According to different data scenarios, video-based FER datasets can be mainly divided into lab-controlled and in-the-wild. For the lab-controlled datasets, all video sequences are collected in a controlled laboratory environment, and the videos are relatively simple and free from occlusion. Representative datasets include CK+ [2], Oulu-CASIA [3], and MMI [4]. For the in-the-wild datasets (e.g., AFEW [5], Ferv39k [6], and DFEW [7]), video sequences are collected from real-world scenes, which are closer to natural facial events. Furthermore, the in-the-wild datasets are captured from thousands of subjects in complex scenes, which greatly increases the diversity of the data. Nowadays, the focus of video-based FER research has shifted from laboratory controls to challenges under field conditions.

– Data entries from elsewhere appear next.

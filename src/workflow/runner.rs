//! Supervised background sessions
//!
//! A session is normally launched as a detached task so the caller (an
//! HTTP handler) can return immediately while progress flows through the
//! sink. The handle supports awaiting the result and best-effort
//! cancellation, which the engine honors between stages only.

use std::sync::Arc;

use tokio::task::JoinHandle;
use tokio_util::sync::CancellationToken;
use tracing::error;
use uuid::Uuid;

use super::{ReportEngine, RunRequest, WorkflowResult};

/// Handle to a detached workflow session.
pub struct SessionHandle {
    session_id: String,
    cancel: CancellationToken,
    handle: JoinHandle<WorkflowResult>,
}

impl SessionHandle {
    pub fn session_id(&self) -> &str {
        &self.session_id
    }

    /// Request cancellation; takes effect at the next stage boundary.
    pub fn cancel(&self) {
        self.cancel.cancel();
    }

    /// Await the session's terminal result.
    ///
    /// A panicked task is captured as a failed result instead of
    /// propagating, so a crashing session never takes the caller down.
    pub async fn join(self) -> WorkflowResult {
        match self.handle.await {
            Ok(result) => result,
            Err(err) => {
                error!(session = %self.session_id, error = %err, "session task died");
                WorkflowResult::aborted(
                    self.session_id,
                    format!("session task died: {}", err),
                )
            }
        }
    }
}

/// Spawn a workflow session as a detached supervised task.
pub fn spawn_session(engine: Arc<ReportEngine>, mut request: RunRequest) -> SessionHandle {
    let session_id = request
        .session_id
        .get_or_insert_with(|| Uuid::new_v4().to_string())
        .clone();
    let cancel = CancellationToken::new();

    let task_cancel = cancel.clone();
    let handle = tokio::spawn(async move {
        engine.run_with_cancellation(request, task_cancel).await
    });

    SessionHandle {
        session_id,
        cancel,
        handle,
    }
}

Early methods for solving video-based FER were primarily based on hand-crafted features, such as the LBP-TOP [8], STLMBP [9], and HOG-TOP [10]. In addition, Liu et al. [11] introduced a spatio-temporal manifold(STM) method to model the video clips, and Liu et al. [12] used different Riemannian kernels measuring the similarity distance between sequences. In recent years, deep learning based methods gradually replace traditional methods. Among these methods, the RNN-based method performed better at capturing the temporal relationship between frames, and the spatial self-attention emerged [13] was proposed as a powerful tool for guiding the extraction of image features and determining the importance of each local feature. However, these methods focused on limited attention features or relationships from a single perspective, thus neglecting large variations of different perspective expression patterns and data uncertainties. The 3D CNN-based method [14] was able to learn both spatial and temporal features in the sequence, but failed to effectively utilize long-distance attention-dependent information to extract rich emotional features. Meanwhile, CNN-based methods require stacking multiple layers of convolutional layers to enlarge the receptive field. However, this often leads to the loss of input information, increases computational load, and may even result in gradient vanishing issues.

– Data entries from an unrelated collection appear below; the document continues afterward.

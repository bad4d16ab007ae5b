//! Report persistence seam
//!
//! The workflow only needs `save(html, css, js) -> id`; the relational
//! schema behind it is someone else's problem. `StoreError` distinguishes
//! transient connection-layer failures (retried with backoff by the
//! Persist stage) from permanent ones (fail the session immediately).

use std::sync::Mutex;

use async_trait::async_trait;
use chrono::{DateTime, Utc};
use thiserror::Error;
use uuid::Uuid;

#[derive(Error, Debug)]
pub enum StoreError {
    #[error("transient storage error: {0}")]
    Transient(String),

    #[error("storage error: {0}")]
    Permanent(String),
}

impl StoreError {
    pub fn is_transient(&self) -> bool {
        matches!(self, StoreError::Transient(_))
    }

    /// Classify a raw driver message: TLS/connection-reset failures are
    /// transient, everything else permanent.
    pub fn classify(message: impl Into<String>) -> Self {
        let message = message.into();
        let lower = message.to_lowercase();
        let transient = ["ssl", "decryption failed", "bad record mac", "connection reset"]
            .iter()
            .any(|needle| lower.contains(needle));
        if transient {
            StoreError::Transient(message)
        } else {
            StoreError::Permanent(message)
        }
    }
}

/// Persists a finished report and returns its identifier.
#[async_trait]
pub trait ReportStore: Send + Sync {
    async fn save(&self, html: &str, css: &str, js: &str) -> Result<String, StoreError>;
}

/// A persisted report artifact.
#[derive(Debug, Clone)]
pub struct StoredReport {
    pub id: String,
    pub html: String,
    pub css: String,
    pub js: String,
    pub created_at: DateTime<Utc>,
}

/// In-memory store used by the CLI and tests.
pub struct MemoryReportStore {
    reports: Mutex<Vec<StoredReport>>,
}

impl MemoryReportStore {
    pub fn new() -> Self {
        Self {
            reports: Mutex::new(Vec::new()),
        }
    }

    pub fn get(&self, id: &str) -> Option<StoredReport> {
        self.reports
            .lock()
            .unwrap()
            .iter()
            .find(|r| r.id == id)
            .cloned()
    }

    pub fn len(&self) -> usize {
        self.reports.lock().unwrap().len()
    }

    pub fn is_empty(&self) -> bool {
        self.len() == 0
    }
}

impl Default for MemoryReportStore {
    fn default() -> Self {
        Self::new()
    }
}

#[async_trait]
impl ReportStore for MemoryReportStore {
    async fn save(&self, html: &str, css: &str, js: &str) -> Result<String, StoreError> {
        let report = StoredReport {
            id: Uuid::new_v4().to_string(),
            html: html.to_string(),
            css: css.to_string(),
            js: js.to_string(),
            created_at: Utc::now(),
        };
        let id = report.id.clone();
        self.reports.lock().unwrap().push(report);
        Ok(id)
    }
}

#[cfg(test)]
mod tests {
    use super::*;

    #[test]
    fn classify_detects_connection_layer_errors() {
        assert!(StoreError::classify("SSL error: decryption failed").is_transient());
        assert!(StoreError::classify("Connection reset by peer").is_transient());
        assert!(StoreError::classify("bad record mac").is_transient());
        assert!(!StoreError::classify("unique constraint violation").is_transient());
    }

    #[tokio::test]
    async fn memory_store_roundtrip() {
        let store = MemoryReportStore::new();
        let id = store.save("<div/>", "body{}", "void 0;").await.unwrap();
        let report = store.get(&id).unwrap();
        assert_eq!(report.html, "<div/>");
        assert_eq!(report.css, "body{}");
        assert_eq!(store.len(), 1);
    }
}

Motivated by the above shortages of existing methods, in this paper we propose a novel dynamic-static graph convolutional network (DSGCN) for video-based FER. DSGCN consists of the Static-relational graph (SRG) and the Dynamic-relational graph (DRG). Specifically, in SRG, our method first focuses on the static spatial features extracted from the input facial expression images, and then constructs GCN for these features, the features from each frame are used as the vertex and the spatial similarity are used as the edges. Thus the constructed SRG strengthens the salient areas of the face through the dependencies of context nodes, and weakens the impact of in-the-wild factors (illumination changes, non-frontal head poses, facial occlusions) on the final recognition. In DRG our method first aggregates the features of the entire input video sequence to learn the dynamic temporal information, then constructs GCN on other video samples in the same batch. The sample nodes in the batch share features through similarity, improving the robustness of facial expressions extracted in a single situation, thus better dealing with complex and changeable real situations. At last, the video-based FER task is transferred into a node classification problem in the graphs constructed on the batches.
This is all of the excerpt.